In the event that the Participant does not effectively retire from the labour market upon resignation from the Group Member, as provided under Clause 5.1 above, but takes employment with a different employer or works as a self-employed after his/her retirement from the Group Member, the Company may require redelivery to the Company of all Matching Shares and/or Performance Shares granted to the Participant.

 

5.3

In the event of termination of employment for any other reason than stated in Clause 5.1, including due to the Participant’s own resignation or material breach of obligations towards the Group Member then any unvested rights to receive Matching Shares and/or Performance Shares will lapse without further notice and without any rights of compensation as of the date of notice of termination (in Danish: opsigelsestidspunktet), unless otherwise decided by the Board of Directors.

 

5.4

Further, any unvested rights to receive Matching Shares and/or Performance Shares will lapse without further notice and without any rights of compensation if, during the Participant’s employment with the Group Member, or after the termination of the Participant’s employment while the Participants own rights to receive Matching Shares and/or Performance Shares, the Participant (i) violates a non-competition and/or non- solicitation clause in the Participant’s employment contract or service agreement or otherwise breaches the duty of loyalty towards the Group Member, (ii) discloses or otherwise misuses any confidential information, whether written or oral, including, without limitation, financial information, trade secrets and other proprietary business information regarding the Group Member, (iii) violates the Group Member’s compliance policies or (iv) violates the Group Member’s accounting rules including the financial reporting rules.

 

6

Receipt of Matching Shares and Performance Shares

 

6.1

Subject to satisfaction of the conditions set out in Clauses 2.2 and 3.2 (as applicable) during and upon expiration of the Matching Shares Holding Period and/or the Performance Shares Holding Period (as applicable), the Participant will be entitled to receive a number of Matching Shares and/or Performance Shares (as applicable) per Investment Share in accordance with and to the extent set out in these General Terms and Conditions.

 

 


 

 

 

 

 

Page 8

6.2In order to receive Matching Shares and/or Performance Shares, the Participant shall comply with the instructions provided by the Company. If the Participant does not timely comply with instructions provided by the Company, the Company will be entitled to consider the right to receive Matching Shares and/or Performance Shares as having lapsed without further notice and without compensation. Neither the Company nor any Group Member or their representatives can be held liable for any failure to deliver Matching Shares and/or Performance Shares to the Participant due to the Participant not complying with the instructions provided.

 

6.3

Delivery of Matching Shares and/or Performance Shares by the Company to the Participant will be effected on or after the date following the expiration of the Matching Shares Holding Period (in the case of Matching Shares) or the expiration of the Performance Shares Holding Period (in the case of Performance Shares) but not later than 60 days after expiration of the Matching Shares Holding Period (in the case of Matching Shares) or 60 days after the expiration of the Performance Shares Holding Period (in the case of Performance Shares), in any case, in a manner as decided by the Company at its sole discretion.
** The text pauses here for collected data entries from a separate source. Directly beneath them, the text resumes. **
impl RelayHub {
	pub fn new(config: RelayConfig) -> Self {
		Self {
			state: Arc::new(Mutex::new(RelayState::default())),
			config,
		}
	}

	pub async fn is_extension_connected(&self) -> bool {
		self.state.lock().await.extension.is_some()
	}

	/// Claims the extension slot, or `None` while another extension is live.
	pub async fn connect_extension(&self) -> Option<ExtensionLink> {
		let mut state = self.state.lock().await;
		if state.extension.is_some() {
			warn!(target = "bridge.relay", "refusing second extension connection");
			return None;
		}
		state.next_generation += 1;
		let generation = state.next_generation;
		let (tx, outbound) = mpsc::unbounded_channel();
		state.extension = Some(ExtensionConn { generation, tx });
		info!(target = "bridge.relay", generation, "extension connected");
		Some(ExtensionLink { generation, outbound })
	}

	/// Releases the slot if `generation` still owns it.
	pub async fn disconnect_extension(&self, generation: u64) {
		let mut state = self.state.lock().await;
		if state.extension.as_ref().map(|ext| ext.generation) != Some(generation) {
			return;
		}
		let pending = state.pending.len();
		let clients = state.clients.len();
		state.clear_extension();
		info!(target = "bridge.relay", generation, pending, clients, "extension disconnected");
	}

	/// Sends `ping` to the extension on the configured interval until the
	/// connection identified by `generation` goes away.
	pub fn spawn_heartbeat(&self, generation: u64) -> JoinHandle<()> {
		let hub = self.clone();
		tokio::spawn(async move {
			let mut ticker = tokio::time::interval(hub.config.heartbeat_interval());
			ticker.tick().await;
			loop {
				ticker.tick().await;
				let state = hub.state.lock().await;
				match &state.extension {
					Some(ext) if ext.generation == generation => {
						if ext.tx.send(Outbound::json(&bridge_protocol::relay::heartbeat())).is_err() {
							break;
						}
					}
					_ => break,
				}
			}
			trace!(target = "bridge.relay", generation, "heartbeat stopped");
		})
	}

	/// Processes one text frame from the extension.
	pub async fn handle_extension_message(&self, raw: &str) -> std::result::Result<(), ParseError> {
		match ExtensionMessage::parse(raw)? {
			ExtensionMessage::Reply { id, outcome } => {
				let pending = self.state.lock().await.pending.remove(&id);
				match pending {
					Some(pending) => {
						pending.timer.abort();
						trace!(target = "bridge.relay", id, method = %pending.method, "extension reply");
						let _ = pending.reply.send(outcome.map_err(BridgeError::upstream));
					}
					None => debug!(target = "bridge.relay", id, "reply for unknown or expired request"),
				}
			}
			ExtensionMessage::Event(event) => self.handle_event(event).await,
			ExtensionMessage::Log { level, args } => {
				let text = args.iter().map(log_arg).collect::<Vec<_>>().join(" ");
				match level.as_str() {
					"error" => warn!(target = "bridge.extension", level = %level, "{text}"),
					_ => debug!(target = "bridge.extension", level = %level, "{text}"),
				}
			}
			ExtensionMessage::Pong => trace!(target = "bridge.relay", "pong"),
			ExtensionMessage::Unknown { method } => {
				debug!(target = "bridge.relay", method = %method, "ignoring unknown extension message");
			}
		}
		Ok(())
	}

	/// Updates the target registry from a forwarded event, then rebroadcasts.
	///
	/// Registry fields are read from the event's own params. When a known
	/// session is reused for a different target, clients first receive a
	/// synthetic detach for the old target. An attach that only refreshes
	/// metadata for the same target is not rebroadcast.
	async fn handle_event(&self, event: ForwardedEvent) {
		let mut state = self.state.lock().await;
		let mut outgoing = Vec::with_capacity(2);

		match event.method.as_str() {
			"Target.attachedToTarget" => {
				let session_id = event.params["sessionId"].as_str();
				let target_info = &event.params["targetInfo"];
				let target_id = target_info["targetId"].as_str();
				let (Some(session_id), Some(target_id)) = (session_id, target_id) else {
					warn!(target = "bridge.relay", "attachedToTarget without sessionId/targetId");
					return;
				};

				let previous = state.connected_targets.insert(
					session_id.to_string(),
					ConnectedTarget {
						session_id: session_id.to_string(),
						target_id: target_id.to_string(),
						target_info: target_info.clone(),
					},
				);
				match previous {
					Some(prev) if prev.target_id == target_id => {
						debug!(target = "bridge.relay", session_id, target_id, "target metadata refreshed");
						return;
					}
					Some(prev) => {
						info!(
							target = "bridge.relay",
							session_id,
							old_target = %prev.target_id,
							new_target = target_id,
							"session reused for a different target"
						);
						outgoing.push(json!({
							"method": "Target.detachedFromTarget",
							"params": { "sessionId": session_id, "targetId": prev.target_id },
						}));
					}
					None => info!(target = "bridge.relay", session_id, target_id, "target attached"),
				}
			}
			"Target.detachedFromTarget" => {
				if let Some(session_id) = event.params["sessionId"].as_str() {
					let target_id = event.params["targetId"].as_str();
					let current = state.connected_targets.get(session_id).map(|t| t.target_id.clone());
					match (current, target_id) {
						// Late detach for a target the session no longer points at; the
						// synthetic detach already went out on reattach.
						(Some(current), Some(target_id)) if current != target_id => {
							debug!(target = "bridge.relay", session_id, target_id, %current, "stale detach ignored");
							return;
						}
						(Some(_), _) => {
							state.connected_targets.remove(session_id);
							info!(target = "bridge.relay", session_id, "target detached");
						}
						(None, _) => {}
					}
				}
			}
			"Target.targetInfoChanged" => {
				let info = &event.params["targetInfo"];
				if let Some(target_id) = info["targetId"].as_str() {
					for target in state.connected_targets.values_mut() {
						if target.target_id == target_id {
							target.target_info = info.clone();
						}
					}
				}
			}
			_ => {}
		}

		outgoing.push(event.to_client_message());
		for message in &outgoing {
			state.broadcast(message);
		}
	}

	/// Forwards a CDP command to the extension and waits for its reply.
	pub async fn send_command(&self, method: &str, params: Value, session_id: Option<&str>) -> Result<Value> {
		self.request(method, |id| ExtensionRequest::forward_cdp(id, method, params, session_id))
			.await
	}

	/// Invokes an extension-side tool by name.
	pub async fn call_tool(&self, name: &str, args: Value, tab_id: Option<&str>) -> Result<Value> {
		self.request(name, |id| ExtensionRequest::execute_tool(id, name, args, tab_id))
			.await
	}

	async fn request(&self, method: &str, build: impl FnOnce(u64) -> ExtensionRequest) -> Result<Value> {
		let (reply, rx) = oneshot::channel();
		{
			let mut state = self.state.lock().await;
			let Some(ext_tx) = state.extension.as_ref().map(|ext| ext.tx.clone()) else {
				return Err(BridgeError::ExtensionDisconnected);
			};
			state.next_request_id += 1;
			let id = state.next_request_id;
			let payload = serde_json::to_string(&build(id))?;

			let timer = self.spawn_expiry(id);
			state.pending.insert(
				id,
				PendingRequest {
					method: method.to_string(),
					reply,
					timer,
				},
			);
			if ext_tx.send(Outbound::Text(payload)).is_err() {
				if let Some(pending) = state.pending.remove(&id) {
					pending.timer.abort();
				}
				return Err(BridgeError::ExtensionDisconnected);
			}
			trace!(target = "bridge.relay", id, method, "forwarded to extension");
		}
		rx.await.unwrap_or(Err(BridgeError::ExtensionDisconnected))
	}

	/// Rejects request `id` with a timeout unless a reply removes it first.
	fn spawn_expiry(&self, id: u64) -> AbortHandle {
		let state = Arc::clone(&self.state);
		let timeout = self.config.command_timeout();
		tokio::spawn(async move {
			tokio::time::sleep(timeout).await;
			let expired = state.lock().await.pending.remove(&id);
			if let Some(pending) = expired {
				warn!(target = "bridge.relay", id, method = %pending.method, "extension request timed out");
				let _ = pending.reply.send(Err(BridgeError::CommandTimeout {
					method: pending.method,
					timeout_ms: timeout.as_millis() as u64,
				}));
			}
		})
		.abort_handle()
	}

	/// Registers an automation client. `None` when no extension is connected.
	///
	/// Without an id the hub assigns one; reusing an id closes the previous
	/// client holding it.
	pub async fn connect_client(&self, client_id: Option<String>) -> Option<ClientLink> {
		let mut state = self.state.lock().await;
		state.extension.as_ref()?;
		let client_id = client_id.unwrap_or_else(|| {
			state.next_client += 1;
			format!("client-{}", state.next_client)
		});
		state.next_connection += 1;
		let connection = state.next_connection;
		let (tx, outbound) = mpsc::unbounded_channel();
		if let Some(previous) = state.clients.insert(client_id.clone(), ClientConn { connection, tx }) {
			let _ = previous.tx.send(Outbound::Close);
		}
		info!(target = "bridge.relay", client_id = %client_id, "CDP client connected");
		Some(ClientLink {
			client_id,
			connection,
			outbound,
		})
	}

	/// Removes the client if `connection` still holds its id.
	pub async fn disconnect_client(&self, client_id: &str, connection: u64) {
		let mut state = self.state.lock().await;
		if state.clients.get(client_id).map(|c| c.connection) == Some(connection) {
			state.clients.remove(client_id);
			info!(target = "bridge.relay", client_id, "CDP client disconnected");
		}
	}

	/// Answers one CDP command from a client, locally or via the extension.
	pub async fn handle_client_message(
		&self,
		client_id: &str,
		raw: &str,
	) -> std::result::Result<(), serde_json::Error> {
		let command: ClientCommand = serde_json::from_str(raw)?;
		debug!(target = "bridge.relay", client_id, id = command.id, method = %command.method, "client command");

		let route = {
			let state = self.state.lock().await;
			router::route_command(&state.connected_targets, &command)
		};

		let (reply, follow_up) = match route {
			Route::Answer { result, follow_up } => (command.ok(result), follow_up),
			Route::Fail(message) => (command.err(&message), Vec::new()),
			Route::Forward { session_id } => {
				let params = command.params.clone();
				match self.send_command(&command.method, params, session_id.as_deref()).await {
					Ok(result) => (command.ok(result), Vec::new()),
					Err(err) => (command.err(&err.to_string()), Vec::new()),
				}
			}
		};

		let state = self.state.lock().await;
		if let Some(client) = state.clients.get(client_id) {
			let _ = client.tx.send(Outbound::json(&reply));
			for event in &follow_up {
				let _ = client.tx.send(Outbound::json(event));
			}
		}
		Ok(())
	}

	pub async fn connected_targets(&self) -> Vec<ConnectedTarget> {
		self.state.lock().await.connected_targets.values().cloned().collect()
	}

	pub async fn tabs(&self) -> Vec<Tab> {
		self.state
			.lock()
			.await
			.connected_targets
			.values()
			.map(ConnectedTarget::to_tab)
			.collect()
	}

	/// Resolves a tab id to its session. A session id is accepted as-is.
	pub async fn session_for_target(&self, target_or_session: &str) -> Option<String> {
		let state = self.state.lock().await;
		if state.connected_targets.contains_key(target_or_session) {
			return Some(target_or_session.to_string());
		}
		state
			.connected_targets
			.values()
			.find(|t| t.target_id == target_or_session)
			.map(|t| t.session_id.clone())
	}

	/// `/json/version` payload pointing generic CDP clients at `ws_url`.
	pub fn discovery_version(&self, ws_url: &str) -> BrowserVersion {
		BrowserVersion {
			browser: router::PRODUCT.to_string(),
			protocol_version: router::PROTOCOL_VERSION.to_string(),
			user_agent: router::USER_AGENT.to_string(),
			web_socket_debugger_url: ws_url.to_string(),
		}
	}

	/// `/json/list` payload: one page per attached target, all reachable
	/// through `ws_url`.
	pub async fn discovery_targets(&self, ws_url: &str) -> Vec<PageInfo> {
		self.state
			.lock()
			.await
			.connected_targets
			.values()
			.map(|target| {
				let tab = target.to_tab();
				PageInfo {
					id: tab.id,
					page_type: target.target_info["type"].as_str().unwrap_or("page").to_string(),
					title: tab.title,
					url: tab.url,
					web_socket_debugger_url: Some(ws_url.to_string()),
				}
			})
			.collect()
	}

	pub async fn pending_count(&self) -> usize {
		self.state.lock().await.pending.len()
	}

	pub async fn client_count(&self) -> usize {
		self.state.lock().await.clients.len()
	}
}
If the Participant has not paid the applicable subscription price, or has not complied with the General Terms and Conditions and the applicable Individual Grant Letter, in any case, as of such 60th day, then the Participant’s right to receive Matching Shares and Performance Shares (as applicable) shall be forfeited with no compensation or other payment due to the Participant or any other person or entity.

 

6.4

The Participant will not be deemed to be the owner or holder of ownership rights or any other rights in respect of the Matching Shares and/or Performance Shares in the Company until (i) the right to receive Matching Shares and/or Performance Shares is vested and the instructions to receive the Matching Shares and/or Performance Shares have been complied with, and (ii) the Participant’s ownership of the Matching Shares and/or Performance Shares has been registered in the Company’s shareholders’ register.

 

7

Cash settlement

 

7.1

Notwithstanding Clause 6, the Board of Directors may choose to make cash settlement instead of granting Matching Shares and/or Performance Shares upon expiry of the Matching Shares Holding Period and/or the Performance Shares Holding Period (as applicable). In such event, the Company or the Group Member, as applicable, shall pay a cash settlement amount based on the volume weighted average share price as quoted on Nasdaq Copenhagen during the 10 trading days preceding the date of expiry of the Matching Shares Holding Period and/or the Performance Shares Holding Period (as applicable). The Company and/or the Group Member, as applicable, is entitled to deduct any tax withholding amounts in the cash settlement amount. Cash settlement shall be made at the same time as Matching Shares and Performance Shares (as applicable) would have been delivered, as described in Section 6.3.

 

8

Claw back

 

8.1

If the Company and/or the Group Member can demonstrate that the basis for granting rights to receive Matching Shares and/or Performance Shares or that the conditions for vesting of any Matching Share and/or Performance Share are incorrect, the Company and/or the Group Member, as applicable, is entitled – in special circumstances determined by the Board of Directors (a) to consider the right to receive Matching Shares

 


 

 

 

 

Page 9

and/or Performance Shares as lapsed without further notice or compensation, (b) to recalculate and/or adjust accordingly the number of Matching Shares and/or Performance Shares to be granted and/or (c) to require redelivery back to the Company of any Matching Shares and/or Performance Shares delivered to the Participant.

 

9

Adjustments in case of changes to the Company’s capital structure

 

9.1

In order to ensure that the value of the rights under the Matching Shares and/or Performance Shares is duly protected in the event of changes in the Company’s capital structure, the Board of Directors may at its sole discretion adopt changes to the rights to receive Matching Shares and/or Performance Shares, inter alia, in case of the following:

 

(a)

after changes have been made to the nominal value of the shares of the Company;

 

(b)

after the Company’s share capital has been increased at a price lower than market price other than capital increases at a price lower than market price offered to board members, executives or other employees of the Company in connection with the LTIP or any existing or subsequent incentive plans, including general employee share purchase plans;

 

(c)

after the Company’s share capital has been increased with pre-emption rights for the Company’s existing shareholders allowing them to purchase shares at a price lower than market price;

 

(d)

after the Company has issued or granted convertible bonds or other convertible loans, stock options (except for RSUs, Matching Shares, Performance Shares or stock options covered by the LTIP or any existing or subsequent incentive plans, including general employee share purchase plans), and such issue or grant has been made with pre-emption rights for the existing shareholders at a lower price than market price;

 

(e)

after the Company’s share capital has been reduced for any other purpose than to cover losses; or

 

(f)

after distribution of extraordinary dividends during a financial year.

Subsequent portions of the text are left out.